Stored items:
---

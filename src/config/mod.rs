//! Configuration for walletgate.
//!
//! Settings are loaded with priority: env var > default. `./.env` is read via
//! dotenvy early in startup, and CLI flags override the HTTP bind address.

mod database;
pub(crate) mod helpers;

use secrecy::{ExposeSecret, SecretString};

use crate::config::helpers::{
    first_non_empty_env, optional_env, parse_bool_env, parse_optional_env,
};
use crate::error::ConfigError;

pub use self::database::{DatabaseConfig, NonceStoreConfig, VectorBackend, VectorConfig};

/// Minimum length of the cookie sealing password.
pub const MIN_SESSION_SECRET_LEN: usize = 32;

const DEFAULT_HOST: &str = "0.0.0.0";
const DEFAULT_PORT: u16 = 3000;
const DEFAULT_COOKIE_NAME: &str = "walletgate_session";
const DEFAULT_SESSION_TTL_SECS: u64 = 24 * 60 * 60;
const DEFAULT_NONCE_TTL_SECS: u64 = 5 * 60;
const DEFAULT_CHAIN_ID: u64 = 1;
const DEFAULT_MESSAGE_RATE_LIMIT: u64 = 60;
const DEFAULT_STATEMENT: &str = "Sign in with Ethereum to the app.";

/// Main configuration for the service.
#[derive(Debug, Clone)]
pub struct Config {
    pub http: HttpConfig,
    pub session: SessionConfig,
    pub auth: AuthConfig,
    pub database: DatabaseConfig,
    pub nonce_store: NonceStoreConfig,
    pub vector: VectorConfig,
}

impl Config {
    /// Resolve the full configuration from the process environment.
    pub fn from_env() -> Result<Self, ConfigError> {
        let production = !matches!(
            optional_env("WALLETGATE_ENV")?.as_deref(),
            Some("development" | "dev" | "test")
        );
        let database = DatabaseConfig::resolve()?;
        let vector = VectorConfig::resolve(&database)?;
        Ok(Self {
            http: HttpConfig::resolve()?,
            session: SessionConfig::resolve(production)?,
            auth: AuthConfig::resolve()?,
            database,
            nonce_store: NonceStoreConfig::resolve()?,
            vector,
        })
    }
}

/// HTTP listener settings.
#[derive(Debug, Clone)]
pub struct HttpConfig {
    pub host: String,
    pub port: u16,
    /// Challenge messages allowed per minute across all clients.
    pub message_rate_limit: u64,
}

impl HttpConfig {
    fn resolve() -> Result<Self, ConfigError> {
        let message_rate_limit = parse_optional_env::<u64>("MESSAGE_RATE_LIMIT")?
            .unwrap_or(DEFAULT_MESSAGE_RATE_LIMIT);
        if message_rate_limit == 0 {
            return Err(ConfigError::InvalidValue {
                key: "MESSAGE_RATE_LIMIT".to_string(),
                message: "must be at least 1".to_string(),
            });
        }
        Ok(Self {
            host: optional_env("WALLETGATE_HOST")?.unwrap_or_else(|| DEFAULT_HOST.to_string()),
            port: parse_optional_env::<u16>("WALLETGATE_PORT")?.unwrap_or(DEFAULT_PORT),
            message_rate_limit,
        })
    }
}

/// Sealed cookie session settings.
#[derive(Debug, Clone)]
pub struct SessionConfig {
    pub password: SecretString,
    pub cookie_name: String,
    pub ttl_secs: u64,
    pub secure: bool,
}

impl SessionConfig {
    fn resolve(production: bool) -> Result<Self, ConfigError> {
        let password = first_non_empty_env(&["SESSION_SECRET", "IRON_SESSION_PASSWORD"])?
            .ok_or_else(|| ConfigError::MissingRequired {
                key: "SESSION_SECRET".to_string(),
                hint: format!(
                    "Set SESSION_SECRET (or IRON_SESSION_PASSWORD) to at least {MIN_SESSION_SECRET_LEN} characters"
                ),
            })?;
        let config = Self {
            password: SecretString::from(password),
            cookie_name: optional_env("SESSION_COOKIE_NAME")?
                .unwrap_or_else(|| DEFAULT_COOKIE_NAME.to_string()),
            ttl_secs: parse_optional_env::<u64>("SESSION_TTL_SECS")?
                .unwrap_or(DEFAULT_SESSION_TTL_SECS),
            secure: parse_bool_env("SESSION_COOKIE_SECURE")?.unwrap_or(production),
        };
        config.validate()?;
        Ok(config)
    }

    /// Build a config directly, mainly for tests and embedding.
    pub fn new(password: impl Into<String>) -> Result<Self, ConfigError> {
        let config = Self {
            password: SecretString::from(password.into()),
            cookie_name: DEFAULT_COOKIE_NAME.to_string(),
            ttl_secs: DEFAULT_SESSION_TTL_SECS,
            secure: true,
        };
        config.validate()?;
        Ok(config)
    }

    fn validate(&self) -> Result<(), ConfigError> {
        if self.password.expose_secret().chars().count() < MIN_SESSION_SECRET_LEN {
            return Err(ConfigError::InvalidValue {
                key: "SESSION_SECRET".to_string(),
                message: format!("must be at least {MIN_SESSION_SECRET_LEN} characters"),
            });
        }
        if self.ttl_secs == 0 {
            return Err(ConfigError::InvalidValue {
                key: "SESSION_TTL_SECS".to_string(),
                message: "must be at least 1".to_string(),
            });
        }
        if self.cookie_name.is_empty()
            || !self
                .cookie_name
                .chars()
                .all(|c| c.is_ascii_alphanumeric() || c == '_' || c == '-')
        {
            return Err(ConfigError::InvalidValue {
                key: "SESSION_COOKIE_NAME".to_string(),
                message: "must be non-empty and use only [A-Za-z0-9_-]".to_string(),
            });
        }
        Ok(())
    }
}

/// Sign-In with Ethereum message settings.
#[derive(Debug, Clone)]
pub struct AuthConfig {
    /// When set, messages are issued for and verified against this domain
    /// instead of the request host.
    pub domain: Option<String>,
    pub statement: Option<String>,
    pub default_chain_id: u64,
    pub nonce_ttl_secs: u64,
}

impl Default for AuthConfig {
    fn default() -> Self {
        Self {
            domain: None,
            statement: Some(DEFAULT_STATEMENT.to_string()),
            default_chain_id: DEFAULT_CHAIN_ID,
            nonce_ttl_secs: DEFAULT_NONCE_TTL_SECS,
        }
    }
}

impl AuthConfig {
    fn resolve() -> Result<Self, ConfigError> {
        let default_chain_id =
            parse_optional_env::<u64>("SIWE_DEFAULT_CHAIN_ID")?.unwrap_or(DEFAULT_CHAIN_ID);
        if default_chain_id == 0 {
            return Err(ConfigError::InvalidValue {
                key: "SIWE_DEFAULT_CHAIN_ID".to_string(),
                message: "must be a positive integer".to_string(),
            });
        }
        let nonce_ttl_secs =
            parse_optional_env::<u64>("NONCE_TTL_SECS")?.unwrap_or(DEFAULT_NONCE_TTL_SECS);
        if nonce_ttl_secs == 0 {
            return Err(ConfigError::InvalidValue {
                key: "NONCE_TTL_SECS".to_string(),
                message: "must be at least 1".to_string(),
            });
        }
        let statement = optional_env("SIWE_STATEMENT")?
            .unwrap_or_else(|| DEFAULT_STATEMENT.to_string());
        if statement.contains('\n') {
            return Err(ConfigError::InvalidValue {
                key: "SIWE_STATEMENT".to_string(),
                message: "must be a single line".to_string(),
            });
        }
        Ok(Self {
            domain: optional_env("SIWE_DOMAIN")?,
            statement: Some(statement),
            default_chain_id,
            nonce_ttl_secs,
        })
    }
}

---

Your assignment: Every single entry is to be retyped exactly.

Problem solution:
filename src/config/mod.rs
//! Configuration for walletgate.
//!
//! Settings are loaded with priority: env var > default. `./.env` is read via
//! dotenvy early in startup, and CLI flags override the HTTP bind address.

mod database;
pub(crate) mod helpers;

use secrecy::{ExposeSecret, SecretString};

use crate::config::helpers::{
    first_non_empty_env, optional_env, parse_bool_env, parse_optional_env,
};
use crate::error::ConfigError;

pub use self::database::{DatabaseConfig, NonceStoreConfig, VectorBackend, VectorConfig};

/// Minimum length of the cookie sealing password.
pub const MIN_SESSION_SECRET_LEN: usize = 32;

const DEFAULT_HOST: &str = "0.0.0.0";
const DEFAULT_PORT: u16 = 3000;
const DEFAULT_COOKIE_NAME: &str = "walletgate_session";
const DEFAULT_SESSION_TTL_SECS: u64 = 24 * 60 * 60;
const DEFAULT_NONCE_TTL_SECS: u64 = 5 * 60;
const DEFAULT_CHAIN_ID: u64 = 1;
const DEFAULT_MESSAGE_RATE_LIMIT: u64 = 60;
const DEFAULT_STATEMENT: &str = "Sign in with Ethereum to the app.";

/// Main configuration for the service.
#[derive(Debug, Clone)]
pub struct Config {
    pub http: HttpConfig,
    pub session: SessionConfig,
    pub auth: AuthConfig,
    pub database: DatabaseConfig,
    pub nonce_store: NonceStoreConfig,
    pub vector: VectorConfig,
}

impl Config {
    /// Resolve the full configuration from the process environment.
    pub fn from_env() -> Result<Self, ConfigError> {
        let production = !matches!(
            optional_env("WALLETGATE_ENV")?.as_deref(),
            Some("development" | "dev" | "test")
        );
        let database = DatabaseConfig::resolve()?;
        let vector = VectorConfig::resolve(&database)?;
        Ok(Self {
            http: HttpConfig::resolve()?,
            session: SessionConfig::resolve(production)?,
            auth: AuthConfig::resolve()?,
            database,
            nonce_store: NonceStoreConfig::resolve()?,
            vector,
        })
    }
}

/// HTTP listener settings.
#[derive(Debug, Clone)]
pub struct HttpConfig {
    pub host: String,
    pub port: u16,
    /// Challenge messages allowed per minute across all clients.
    pub message_rate_limit: u64,
}

impl HttpConfig {
    fn resolve() -> Result<Self, ConfigError> {
        let message_rate_limit = parse_optional_env::<u64>("MESSAGE_RATE_LIMIT")?
            .unwrap_or(DEFAULT_MESSAGE_RATE_LIMIT);
        if message_rate_limit == 0 {
            return Err(ConfigError::InvalidValue {
                key: "MESSAGE_RATE_LIMIT".to_string(),
                message: "must be at least 1".to_string(),
            });
        }
        Ok(Self {
            host: optional_env("WALLETGATE_HOST")?.unwrap_or_else(|| DEFAULT_HOST.to_string()),
            port: parse_optional_env::<u16>("WALLETGATE_PORT")?.unwrap_or(DEFAULT_PORT),
            message_rate_limit,
        })
    }
}

/// Sealed cookie session settings.
#[derive(Debug, Clone)]
pub struct SessionConfig {
    pub password: SecretString,
    pub cookie_name: String,
    pub ttl_secs: u64,
    pub secure: bool,
}

impl SessionConfig {
    fn resolve(production: bool) -> Result<Self, ConfigError> {
        let password = first_non_empty_env(&["SESSION_SECRET", "IRON_SESSION_PASSWORD"])?
            .ok_or_else(|| ConfigError::MissingRequired {
                key: "SESSION_SECRET".to_string(),
                hint: format!(
                    "Set SESSION_SECRET (or IRON_SESSION_PASSWORD) to at least {MIN_SESSION_SECRET_LEN} characters"
                ),
            })?;
        let config = Self {
            password: SecretString::from(password),
            cookie_name: optional_env("SESSION_COOKIE_NAME")?
                .unwrap_or_else(|| DEFAULT_COOKIE_NAME.to_string()),
            ttl_secs: parse_optional_env::<u64>("SESSION_TTL_SECS")?
                .unwrap_or(DEFAULT_SESSION_TTL_SECS),
            secure: parse_bool_env("SESSION_COOKIE_SECURE")?.unwrap_or(production),
        };
        config.validate()?;
        Ok(config)
    }

    /// Build a config directly, mainly for tests and embedding.
    pub fn new(password: impl Into<String>) -> Result<Self, ConfigError> {
        let config = Self {
            password: SecretString::from(password.into()),
            cookie_name: DEFAULT_COOKIE_NAME.to_string(),
            ttl_secs: DEFAULT_SESSION_TTL_SECS,
            secure: true,
        };
        config.validate()?;
        Ok(config)
    }

    fn validate(&self) -> Result<(), ConfigError> {
        if self.password.expose_secret().chars().count() < MIN_SESSION_SECRET_LEN {
            return Err(ConfigError::InvalidValue {
                key: "SESSION_SECRET".to_string(),
                message: format!("must be at least {MIN_SESSION_SECRET_LEN} characters"),
            });
        }
        if self.ttl_secs == 0 {
            return Err(ConfigError::InvalidValue {
                key: "SESSION_TTL_SECS".to_string(),
                message: "must be at least 1".to_string(),
            });
        }
        if self.cookie_name.is_empty()
            || !self
                .cookie_name
                .chars()
                .all(|c| c.is_ascii_alphanumeric() || c == '_' || c == '-')
        {
            return Err(ConfigError::InvalidValue {
                key: "SESSION_COOKIE_NAME".to_string(),
                message: "must be non-empty and use only [A-Za-z0-9_-]".to_string(),
            });
        }
        Ok(())
    }
}

/// Sign-In with Ethereum message settings.
#[derive(Debug, Clone)]
pub struct AuthConfig {
    /// When set, messages are issued for and verified against this domain
    /// instead of the request host.
    pub domain: Option<String>,
    pub statement: Option<String>,
    pub default_chain_id: u64,
    pub nonce_ttl_secs: u64,
}

impl Default for AuthConfig {
    fn default() -> Self {
        Self {
            domain: None,
            statement: Some(DEFAULT_STATEMENT.to_string()),
            default_chain_id: DEFAULT_CHAIN_ID,
            nonce_ttl_secs: DEFAULT_NONCE_TTL_SECS,
        }
    }
}

impl AuthConfig {
    fn resolve() -> Result<Self, ConfigError> {
        let default_chain_id =
            parse_optional_env::<u64>("SIWE_DEFAULT_CHAIN_ID")?.unwrap_or(DEFAULT_CHAIN_ID);
        if default_chain_id == 0 {
            return Err(ConfigError::InvalidValue {
                key: "SIWE_DEFAULT_CHAIN_ID".to_string(),
                message: "must be a positive integer".to_string(),
            });
        }
        let nonce_ttl_secs =
            parse_optional_env::<u64>("NONCE_TTL_SECS")?.unwrap_or(DEFAULT_NONCE_TTL_SECS);
        if nonce_ttl_secs == 0 {
            return Err(ConfigError::InvalidValue {
                key: "NONCE_TTL_SECS".to_string(),
                message: "must be at least 1".to_string(),
            });
        }
        let statement = optional_env("SIWE_STATEMENT")?
            .unwrap_or_else(|| DEFAULT_STATEMENT.to_string());
        if statement.contains('\n') {
            return Err(ConfigError::InvalidValue {
                key: "SIWE_STATEMENT".to_string(),
                message: "must be a single line".to_string(),
            });
        }
        Ok(Self {
            domain: optional_env("SIWE_DOMAIN")?,
            statement: Some(statement),
            default_chain_id,
            nonce_ttl_secs,
        })
    }
}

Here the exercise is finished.